Like the small wavelets in Oban Bay
are the days after we met, of light and dark,
a deep-bobbing surface of tones. Beyond us they stay,
whatever they were, apart, a chance remark
of history. But the depths, the sun’s spark
never quite go, of the days after we met;
nor all the small times of fortune that we forget.
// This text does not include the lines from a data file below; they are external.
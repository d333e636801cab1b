//! The append-only audit log.
//!
//! Every state-changing operation writes exactly one entry, inside the same
//! transaction as the mutation. Entries are hash-chained
//! (`entry_hash = SHA-256(id || event_type || timestamp || canonical(details)
//! || previous_hash)`), and every [`CHECKPOINT_INTERVAL`] entries a Merkle
//! root over the range is stored so bulk verification can anchor itself.
//! Old entries may be archived to a side table; each archive keeps its own
//! contiguous chain.

use rusqlite::{params, Connection, OptionalExtension};
use sha2::{Digest, Sha256};

use crate::{db, Error};

/// A Merkle checkpoint is cut every this many entries.
pub const CHECKPOINT_INTERVAL: i64 = 1000;

/// Hash chained to by the first entry.
const GENESIS_HASH: &str = "0000000000000000000000000000000000000000000000000000000000000000";

#[derive(Clone, Copy, Debug, PartialEq, Eq)]
pub enum Severity {
    Info,
    Warning,
    Critical,
}

impl Severity {
    pub fn as_str(&self) -> &'static str {
        match self {
            Severity::Info => "info",
            Severity::Warning => "warning",
            Severity::Critical => "critical",
        }
    }

    pub fn parse(s: &str) -> Option<Self> {
        match s {
            "info" => Some(Severity::Info),
            "warning" => Some(Severity::Warning),
            "critical" => Some(Severity::Critical),
            _ => None,
        }
    }
}

/// What a service-layer operation reports about itself.
#[derive(Clone, Debug)]
pub struct AuditEvent {
    pub event_type: String,
    pub category: String,
    pub severity: Severity,
    pub entity_type: Option<String>,
    pub entity_id: Option<i64>,
    pub entity_guid: Option<String>,
    pub operator: String,
    pub operator_source: String,
    pub details: serde_json::Value,
}

impl AuditEvent {
    pub fn new(event_type: &str, category: &str, operator: &str) -> Self {
        AuditEvent {
            event_type: event_type.to_string(),
            category: category.to_string(),
            severity: Severity::Info,
            entity_type: None,
            entity_id: None,
            entity_guid: None,
            operator: operator.to_string(),
            operator_source: "cli".to_string(),
            details: serde_json::Value::Null,
        }
    }

    pub fn severity(mut self, severity: Severity) -> Self {
        self.severity = severity;
        self
    }

    pub fn entity(mut self, entity_type: &str, id: i64, guid: &str) -> Self {
        self.entity_type = Some(entity_type.to_string());
        self.entity_id = Some(id);
        self.entity_guid = Some(guid.to_string());
        self
    }

    pub fn details(mut self, details: serde_json::Value) -> Self {
        self.details = details;
        self
    }
}

#[derive(Clone, Debug)]
pub struct AuditEntry {
    pub id: i64,
    pub event_type: String,
    pub severity: String,
    pub timestamp: String,
    pub details: String,
    pub previous_hash: String,
    pub entry_hash: String,
}

fn sha256_hex(input: &[u8]) -> String {
    hex::encode(Sha256::digest(input))
}

/// Deterministic encoding of the details value. serde_json objects iterate
/// in sorted key order, so serialization is already canonical.
fn canonical(details: &serde_json::Value) -> String {
    serde_json::to_string(details).unwrap_or_else(|_| "null".to_string())
}

fn entry_hash(
    id: i64,
    event_type: &str,
    timestamp: &str,
    canonical_details: &str,
    previous_hash: &str,
) -> String {
    let mut hasher = Sha256::new();
    hasher.update(id.to_string());
    hasher.update(event_type);
    hasher.update(timestamp);
    hasher.update(canonical_details);
    hasher.update(previous_hash);
    hex::encode(hasher.finalize())
}

/// Root of a Merkle tree over entry hashes, odd nodes paired with
/// themselves.
fn merkle_root(hashes: &[String]) -> String {
    if hashes.is_empty() {
        return GENESIS_HASH.to_string();
    }
    let mut level: Vec<String> = hashes.to_vec();
    while level.len() > 1 {
        level = level
            .chunks(2)
            .map(|pair| {
                let right = pair.get(1).unwrap_or(&pair[0]);
                sha256_hex(format!("{}{}", pair[0], right).as_bytes())
            })
            .collect();
    }
    level.remove(0)
}

pub struct AuditLog;

impl AuditLog {
    /// Appends one entry. Must run inside the mutating transaction so the
    /// model change and its audit record land or roll back together.
    pub fn append(conn: &Connection, event: AuditEvent) -> Result<AuditEntry, Error> {
        let previous_hash: String = conn
            .query_row(
                "SELECT entry_hash FROM audit_log ORDER BY id DESC LIMIT 1",
                [],
                |row| row.get(0),
            )
            .optional()?
            .unwrap_or_else(|| GENESIS_HASH.to_string());
        let id: i64 = conn.query_row(
            "SELECT COALESCE(MAX(id), 0) + 1 FROM audit_log",
            [],
            |row| row.get(0),
        )?;
        let timestamp = db::now_ts();
        let details = canonical(&event.details);
        let hash = entry_hash(id, &event.event_type, &timestamp, &details, &previous_hash);

        conn.execute(
            "INSERT INTO audit_log
               (id, event_type, category, severity, entity_type, entity_id, entity_guid,
                operator, operator_source, details, timestamp, previous_hash, entry_hash)
             VALUES (?1, ?2, ?3, ?4, ?5, ?6, ?7, ?8, ?9, ?10, ?11, ?12, ?13)",
            params![
                id,
                event.event_type,
                event.category,
                event.severity.as_str(),
                event.entity_type,
                event.entity_id,
                event.entity_guid,
                event.operator,
                event.operator_source,
                details,
                timestamp,
                previous_hash,
                hash,
            ],
        )?;

        if id % CHECKPOINT_INTERVAL == 0 {
            Self::checkpoint(conn, id - CHECKPOINT_INTERVAL + 1, id)?;
        }

        Ok(AuditEntry {
            id,
            event_type: event.event_type,
            severity: event.severity.as_str().to_string(),
            timestamp,
            details,
            previous_hash,
            entry_hash: hash,
        })
    }

    fn checkpoint(conn: &Connection, start_id: i64, end_id: i64) -> Result<(), Error> {
        let mut stmt = conn.prepare(
            "SELECT id, entry_hash FROM audit_log WHERE id >= ?1 AND id <= ?2 ORDER BY id",
        )?;
        let rows: Vec<(i64, String)> = stmt
            .query_map(params![start_id, end_id], |row| {
                Ok((row.get(0)?, row.get(1)?))
            })?
            .collect::<Result<_, _>>()?;
        let hashes: Vec<String> = rows.iter().map(|(_, h)| h.clone()).collect();
        let root = merkle_root(&hashes);

        conn.execute(
            "INSERT INTO audit_checkpoints (start_id, end_id, merkle_root, created_at)
             VALUES (?1, ?2, ?3, ?4)",
            params![start_id, end_id, root, db::now_ts()],
        )?;
        for (index, (id, _)) in rows.iter().enumerate() {
            conn.execute(
                "UPDATE audit_log SET merkle_root = ?1, merkle_tree_index = ?2 WHERE id = ?3",
                params![root, index as i64, id],
            )?;
        }
        log::debug!("audit checkpoint {start_id}..{end_id} rooted at {root}");
        Ok(())
    }

    /// Walks the chain left to right, recomputing every hash, then checks
    /// every Merkle checkpoint. The live log and each archive table verify
    /// independently (archival keeps each chain contiguous).
    pub fn verify_integrity(conn: &Connection) -> Result<u64, Error> {
        let mut checked = Self::verify_table(conn, "audit_archive")?;
        checked += Self::verify_table(conn, "audit_log")?;
        Self::verify_checkpoints(conn)?;
        Ok(checked)
    }

    fn verify_table(conn: &Connection, table: &str) -> Result<u64, Error> {
        let mut stmt = conn.prepare(&format!(
            "SELECT id, event_type, timestamp, details, previous_hash, entry_hash
             FROM {table} ORDER BY id"
        ))?;
        let rows: Vec<(i64, String, String, String, String, String)> = stmt
            .query_map([], |row| {
                Ok((
                    row.get(0)?,
                    row.get(1)?,
                    row.get(2)?,
                    row.get(3)?,
                    row.get(4)?,
                    row.get(5)?,
                ))
            })?
            .collect::<Result<_, _>>()?;

        let mut expected_prev: Option<String> = None;
        let mut checked = 0u64;
        for (id, event_type, timestamp, details, previous_hash, stored_hash) in rows {
            if let Some(prev) = &expected_prev {
                if prev != &previous_hash {
                    return Err(Error::Integrity {
                        entry_id: id,
                        expected: prev.clone(),
                        actual: previous_hash,
                    });
                }
            }
            let computed = entry_hash(id, &event_type, &timestamp, &details, &previous_hash);
            if computed != stored_hash {
                return Err(Error::Integrity {
                    entry_id: id,
                    expected: computed,
                    actual: stored_hash,
                });
            }
            expected_prev = Some(stored_hash);
            checked += 1;
        }
        Ok(checked)
    }

    fn verify_checkpoints(conn: &Connection) -> Result<(), Error> {
        let mut stmt = conn
            .prepare("SELECT start_id, end_id, merkle_root FROM audit_checkpoints ORDER BY id")?;
        let checkpoints: Vec<(i64, i64, String)> = stmt
            .query_map([], |row| Ok((row.get(0)?, row.get(1)?, row.get(2)?)))?
            .collect::<Result<_, _>>()?;

        for (start_id, end_id, stored_root) in checkpoints {
            let mut stmt = conn.prepare(
                "SELECT entry_hash FROM audit_log WHERE id >= ?1 AND id <= ?2 ORDER BY id",
            )?;
            let mut hashes: Vec<String> = stmt
                .query_map(params![start_id, end_id], |row| row.get(0))?
                .collect::<Result<_, _>>()?;
            if hashes.is_empty() {
                // The range was archived; recompute from the archive.
                let mut stmt = conn.prepare(
                    "SELECT entry_hash FROM audit_archive WHERE id >= ?1 AND id <= ?2 ORDER BY id",
                )?;
                hashes = stmt
                    .query_map(params![start_id, end_id], |row| row.get(0))?
                    .collect::<Result<_, _>>()?;
            }
            let computed = merkle_root(&hashes);
            if computed != stored_root {
                return Err(Error::Integrity {
                    entry_id: start_id,
                    expected: computed,
                    actual: stored_root,
                });
            }
        }
        Ok(())
    }

    /// Moves entries older than the cutoff (RFC 3339) to the archive table.
    /// Only whole checkpoint ranges move, so each chain stays contiguous.
    pub fn archive_before(conn: &Connection, cutoff: &str) -> Result<u64, Error> {
        let boundary: Option<i64> = conn
            .query_row(
                "SELECT MAX(end_id) FROM audit_checkpoints
                 WHERE end_id <= (SELECT COALESCE(MAX(id), 0) FROM audit_log WHERE timestamp < ?1)",
                params![cutoff],
                |row| row.get(0),
            )
            .optional()?
            .flatten();
        let Some(boundary) = boundary else {
            return Ok(0);
        };
        conn.execute(
            "INSERT INTO audit_archive SELECT * FROM audit_log WHERE id <= ?1",
            params![boundary],
        )?;
        let moved = conn.execute("DELETE FROM audit_log WHERE id <= ?1", params![boundary])?;
        log::info!("archived {moved} audit entries up to id {boundary}");
        Ok(moved as u64)
    }

    pub fn list_recent(conn: &Connection, limit: u32) -> Result<Vec<AuditEntry>, Error> {
        let mut stmt = conn.prepare_cached(
            "SELECT id, event_type, severity, timestamp, details, previous_hash, entry_hash
             FROM audit_log ORDER BY id DESC LIMIT ?1",
        )?;
        let entries = stmt
            .query_map(params![limit], |row| {
                Ok(AuditEntry {
                    id: row.get(0)?,
                    event_type: row.get(1)?,
                    severity: row.get(2)?,
                    timestamp: row.get(3)?,
                    details: row.get(4)?,
                    previous_hash: row.get(5)?,
                    entry_hash: row.get(6)?,
                })
            })?
            .collect::<Result<_, _>>()?;
        Ok(entries)
    }
}

#[cfg(test)]
mod tests {
    use super::*;
    use rusqlite::Connection;

    fn test_conn() -> Connection {
        let mut conn = Connection::open_in_memory().unwrap();
        crate::db::migrations::run(&mut conn).unwrap();
        conn
    }

    fn append_n(conn: &Connection, n: usize) {
        for i in 0..n {
            AuditLog::append(
                conn,
                AuditEvent::new("peer_added", "topology", "tester")
                    .details(serde_json::json!({ "n": i })),
            )
            .unwrap();
        }
    }

    #[test]
    fn chain_verifies_after_legal_operations() {
        let conn = test_conn();
        append_n(&conn, 25);
        assert_eq!(AuditLog::verify_integrity(&conn).unwrap(), 25);
    }

    #[test]
    fn single_byte_tamper_is_detected_with_the_tampered_id() {
        let conn = test_conn();
        append_n(&conn, 10);

        conn.execute(
            "UPDATE audit_log SET details = '{\"n\":999}' WHERE id = 4",
            [],
        )
        .unwrap();
        match AuditLog::verify_integrity(&conn) {
            Err(Error::Integrity { entry_id, .. }) => assert_eq!(entry_id, 4),
            other => panic!("expected integrity failure, got {other:?}"),
        }
    }

    #[test]
    fn tampered_hash_is_detected() {
        let conn = test_conn();
        append_n(&conn, 10);

        let hash: String = conn
            .query_row("SELECT entry_hash FROM audit_log WHERE id = 7", [], |r| {
                r.get(0)
            })
            .unwrap();
        let mut tampered = hash.into_bytes();
        tampered[0] = if tampered[0] == b'0' { b'1' } else { b'0' };
        conn.execute(
            "UPDATE audit_log SET entry_hash = ?1 WHERE id = 7",
            params![String::from_utf8(tampered).unwrap()],
        )
        .unwrap();

        match AuditLog::verify_integrity(&conn) {
            // Either entry 7's own hash or entry 8's previous_hash link
            // trips first; both point inside the tampered region.
            Err(Error::Integrity { entry_id, .. }) => assert!(entry_id == 7 || entry_id == 8),
            other => panic!("expected integrity failure, got {other:?}"),
        }
    }

    #[test]
    fn canonical_details_are_key_ordered() {
        let a = canonical(&serde_json::json!({"b": 1, "a": 2}));
        let b = canonical(&serde_json::json!({"a": 2, "b": 1}));
        assert_eq!(a, b);
        assert_eq!(a, "{\"a\":2,\"b\":1}");
    }

    #[test]
    fn merkle_root_is_deterministic() {
        let hashes: Vec<String> = (0..5).map(|i| sha256_hex(&[i])).collect();
        assert_eq!(merkle_root(&hashes), merkle_root(&hashes));
        assert_ne!(merkle_root(&hashes[..4]), merkle_root(&hashes));
    }
}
Two light craft on the tide were in our keeping.
For twenty years our daily and nightly concern
were these; and all our waking, and all our sleeping,
they commandeered. And I resolved to turn
away, when they should be away; to learn
of other seas: but what direction taking,
I did not know; nor what I was forsaking.

Out I sailed. It was no pleasure trip
to “see the sights”. I went out of my way.
For many a year an Odyssean ship
fought with the winds, the rocks, the blinding spray;
or next to Circe under a strange moon lay.
An Ithacan ending though was not to be,
Odysseus and his Penelope.

No: I am back and each of us is single;
but she is no more mine nor am I hers.
I look out at the bay across the shingle
to where the beauty of the water stirs,
and cast my mind back to two characters
in love. No: close friends now, they stay apart;
and each observes a privacy of the heart.

Close and apart: a lesson of love’s steering,
so hard to learn. Merely with that in hand
I come to you, and ask another hearing,
a truer sailing time. To understand
the difference between water and dry land
has taken an age. Ah, may the deep bay yet
shine with the spark of the days after we met?